» **Task to complete**: From the records below, please repeat exactly the line that has "without parsing it.", the line that has "fn read_bytes(path: &Path)", and every line between them, and nothing else.
====== Records provided
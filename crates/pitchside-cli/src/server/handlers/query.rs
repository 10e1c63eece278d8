//! Query handler: filtered rows, aggregates, and chart series.

use axum::{extract::State, Json};
use pitchside::summary::{
    mean_runs_by_bucket, mean_runs_by_weather_type, median_split, scatter_points, time_series,
    BucketMean, MedianSplit, ScatterPoint, SeriesPoint, WeatherTypeMean,
};
use pitchside::{FilterSpec, Summary};
use serde::Serialize;

use crate::server::error::ApiError;
use crate::server::state::AppState;

/// Everything the charting frontend needs for one filter interaction.
#[derive(Serialize)]
pub struct QueryResponse {
    /// True when the selection matches nothing; aggregates are absent and
    /// `notice` carries the message to display instead of charts.
    pub empty: bool,
    #[serde(skip_serializing_if = "Option::is_none")]
    pub notice: Option<String>,
    pub matched_rows: usize,
    #[serde(skip_serializing_if = "Option::is_none")]
    pub summary: Option<Summary>,
    pub scatter: Vec<ScatterPoint>,
    pub series: Vec<SeriesPoint>,
    pub buckets: Vec<BucketMean>,
    pub weather_types: Vec<WeatherTypeMean>,
    #[serde(skip_serializing_if = "Option::is_none")]
    pub insight: Option<MedianSplit>,
}

/// Apply a filter spec and return aggregates plus chart series.
pub async fn run_query(
    State(state): State<AppState>,
    Json(spec): Json<FilterSpec>,
) -> Result<Json<QueryResponse>, ApiError> {
    let prepared = state.prepared().await?;
    let rows = spec.apply(&prepared.merged.records);

    let Some(summary) = Summary::compute(&rows) else {
        return Ok(Json(QueryResponse {
            empty: true,
            notice: Some(
                "No data after applying filters. Try expanding your selections.".to_string(),
            ),
            matched_rows: 0,
            summary: None,
            scatter: Vec::new(),
            series: Vec::new(),
            buckets: Vec::new(),
            weather_types: Vec::new(),
            insight: None,
        }));
    };

    Ok(Json(QueryResponse {
        empty: false,
        notice: None,
        matched_rows: rows.len(),
        summary: Some(summary),
        scatter: scatter_points(&rows),
        series: time_series(&rows),
        buckets: mean_runs_by_bucket(&rows),
        weather_types: mean_runs_by_weather_type(&rows),
        insight: median_split(&rows),
    }))
}
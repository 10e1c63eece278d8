//! Serve command - JSON API backend for the charting frontend.

use std::path::PathBuf;

use colored::Colorize;
use pitchside::Pitchside;

use crate::server::{app, state::AppState};

pub fn run(
    matches: PathBuf,
    weather: PathBuf,
    port: u16,
) -> Result<(), Box<dyn std::error::Error>> {
    let pipeline = Pitchside::new(&matches, &weather);
    let state = AppState::new(pipeline);

    let url = format!("http://localhost:{}", port);
    println!();
    println!(
        "{} {}",
        "Starting API server at".cyan().bold(),
        url.white().bold()
    );
    println!();
    println!("  Matches: {}", matches.display());
    println!("  Weather: {}", weather.display());
    println!();
    println!("Press {} to stop the server", "Ctrl+C".yellow().bold());
    println!();

    let runtime = tokio::runtime::Runtime::new()?;
    runtime.block_on(async {
        // Prime the cache so schema problems surface before we listen.
        if let Err(e) = state.prepared().await {
            eprintln!("Error: {}", e);
            std::process::exit(1);
        }

        tokio::spawn(async move {
            tokio::signal::ctrl_c().await.ok();
            println!();
            println!("{}", "Shutting down...".yellow());
            std::process::exit(0);
        });

        if let Err(e) = app::run_server(state, port).await {
            eprintln!("Server error: {}", e);
        }
    });

    Ok(())
}
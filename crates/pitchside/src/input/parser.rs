//! CSV/TSV parser with delimiter detection.

use std::fs::File;
use std::io::Read;
use std::path::Path;

use sha2::{Digest, Sha256};

use super::source::{DataTable, SourceMetadata};
use crate::error::{PitchsideError, Result};

/// Delimiters to try when auto-detecting.
const DELIMITERS: &[u8] = &[b'\t', b',', b';', b'|'];

/// Parser configuration.
#[derive(Debug, Clone)]
pub struct ParserConfig {
    /// Delimiter to use (None = auto-detect).
    pub delimiter: Option<u8>,
    /// Quote character.
    pub quote: u8,
}

impl Default for ParserConfig {
    fn default() -> Self {
        Self {
            delimiter: None,
            quote: b'"',
        }
    }
}

/// Parses delimited data files into a [`DataTable`].
pub struct Parser {
    config: ParserConfig,
}

impl Parser {
    /// Create a new parser with default configuration.
    pub fn new() -> Self {
        Self {
            config: ParserConfig::default(),
        }
    }

    /// Create a parser with custom configuration.
    pub fn with_config(config: ParserConfig) -> Self {
        Self { config }
    }

    /// Parse a file and return the data table and its source metadata.
    pub fn parse_file(&self, path: impl AsRef<Path>) -> Result<(DataTable, SourceMetadata)> {
        let path = path.as_ref();

        let contents = read_bytes(path)?;
        let hash = hash_bytes(&contents);

        let delimiter = match self.config.delimiter {
            Some(d) => d,
            None => detect_delimiter(&contents)?,
        };

        let table = self.parse_bytes(&contents, delimiter)?;

        let format = match delimiter {
            b'\t' => "tsv",
            b',' => "csv",
            b';' => "csv-semicolon",
            b'|' => "psv",
            _ => "delimited",
        }
        .to_string();

        let metadata = SourceMetadata::new(
            path.to_path_buf(),
            hash,
            contents.len() as u64,
            format,
            table.row_count(),
            table.column_count(),
        );

        Ok((table, metadata))
    }

    /// Parse bytes directly. The first record is taken as the header row.
    pub fn parse_bytes(&self, bytes: &[u8], delimiter: u8) -> Result<DataTable> {
        let mut reader = csv::ReaderBuilder::new()
            .delimiter(delimiter)
            .has_headers(true)
            .quote(self.config.quote)
            .flexible(true)
            .from_reader(bytes);

        let headers: Vec<String> = reader.headers()?.iter().map(|s| s.to_string()).collect();
        if headers.is_empty() {
            return Err(PitchsideError::EmptyData("no columns found".to_string()));
        }

        let expected_cols = headers.len();
        let mut rows = Vec::new();

        for result in reader.records() {
            let record = result?;
            let mut row: Vec<String> = record.iter().map(|s| s.to_string()).collect();

            // Ragged rows: pad short, truncate long.
            row.resize(expected_cols, String::new());
            rows.push(row);
        }

        if rows.is_empty() {
            return Err(PitchsideError::EmptyData("no data rows found".to_string()));
        }

        Ok(DataTable::new(headers, rows, delimiter))
    }
}

impl Default for Parser {
    fn default() -> Self {
        Self::new()
    }
}

/// SHA-256 of a file's contents, without parsing it.
///
/// Used by the preparation cache to decide whether a source file changed
/// since the last prepare.
pub fn hash_file(path: impl AsRef<Path>) -> Result<String> {
    let contents = read_bytes(path.as_ref())?;
    Ok(hash_bytes(&contents))
}

fn read_bytes(path: &Path) -> Result<Vec<u8>> {
    let mut file = File::open(path).map_err(|e| PitchsideError::Io {
        path: path.to_path_buf(),
        source: e,
    })?;
    let mut contents = Vec::new();
    file.read_to_end(&mut contents).map_err(|e| PitchsideError::Io {
        path: path.to_path_buf(),
        source: e,
    })?;
    Ok(contents)
}

fn hash_bytes(bytes: &[u8]) -> String {
    let mut hasher = Sha256::new();
    hasher.update(bytes);
    format!("sha256:{:x}", hasher.finalize())
}

/// Detect the delimiter by scanning the first few lines.
///
/// Picks the candidate whose per-line count is non-zero and most
/// consistent; ties go to the earlier entry in [`DELIMITERS`].
fn detect_delimiter(bytes: &[u8]) -> Result<u8> {
    let text = String::from_utf8_lossy(bytes);
    let lines: Vec<&str> = text
        .lines()
        .filter(|l| !l.trim().is_empty())
        .take(10)
        .collect();

    if lines.is_empty() {
        return Err(PitchsideError::EmptyData("no lines to analyze".to_string()));
    }

    let mut best = b',';
    let mut best_score = 0usize;

    for &delim in DELIMITERS {
        let counts: Vec<usize> = lines
            .iter()
            .map(|line| count_unquoted(line, delim))
            .collect();

        let first = counts[0];
        if first == 0 {
            continue;
        }

        let consistent = counts.iter().all(|&c| c == first);
        let score = if consistent { first * 100 } else { first };

        if score > best_score {
            best_score = score;
            best = delim;
        }
    }

    Ok(best)
}

/// Count delimiter occurrences in a line, ignoring quoted sections.
fn count_unquoted(line: &str, delimiter: u8) -> usize {
    let delim = delimiter as char;
    let mut count = 0;
    let mut in_quotes = false;

    for ch in line.chars() {
        match ch {
            '"' => in_quotes = !in_quotes,
            c if c == delim && !in_quotes => count += 1,
            _ => {}
        }
    }

    count
}

#[cfg(test)]
mod tests {
    use super::*;

    #[test]
    fn detect_comma() {
        let data = b"date,city,total_runs\n2021-04-10,Mumbai,180\n";
        assert_eq!(detect_delimiter(data).unwrap(), b',');
    }

    #[test]
    fn detect_tab() {
        let data = b"date\tcity\ttemp_c\n2021-04-10\tMumbai\t32\n";
        assert_eq!(detect_delimiter(data).unwrap(), b'\t');
    }

    #[test]
    fn detect_ignores_quoted_commas() {
        let data = b"city;note\n\"Mumbai, MH\";hot\n\"Delhi, DL\";dry\n";
        assert_eq!(detect_delimiter(data).unwrap(), b';');
    }

    #[test]
    fn parse_simple_csv() {
        let parser = Parser::new();
        let data = b"Date,City,total_runs\n2021-04-10,Mumbai,180\n2021-04-11,Delhi,165\n";
        let table = parser.parse_bytes(data, b',').unwrap();

        assert_eq!(table.headers, vec!["Date", "City", "total_runs"]);
        assert_eq!(table.row_count(), 2);
        assert_eq!(table.get(0, 1), Some("Mumbai"));
        assert_eq!(table.get(1, 2), Some("165"));
    }

    #[test]
    fn parse_pads_short_rows() {
        let parser = Parser::new();
        let data = b"a,b,c\n1,2\n";
        let table = parser.parse_bytes(data, b',').unwrap();
        assert_eq!(table.rows[0], vec!["1", "2", ""]);
    }

    #[test]
    fn parse_empty_is_an_error() {
        let parser = Parser::new();
        assert!(parser.parse_bytes(b"a,b,c\n", b',').is_err());
    }

    #[test]
    fn hash_is_stable() {
        assert_eq!(hash_bytes(b"abc"), hash_bytes(b"abc"));
        assert_ne!(hash_bytes(b"abc"), hash_bytes(b"abd"));
    }
}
============
» **Solved exercise**:
/// SHA-256 of a file's contents, without parsing it.
///
/// Used by the preparation cache to decide whether a source file changed
/// since the last prepare.
pub fn hash_file(path: impl AsRef<Path>) -> Result<String> {
    let contents = read_bytes(path.as_ref())?;
    Ok(hash_bytes(&contents))
}

fn read_bytes(path: &Path) -> Result<Vec<u8>> {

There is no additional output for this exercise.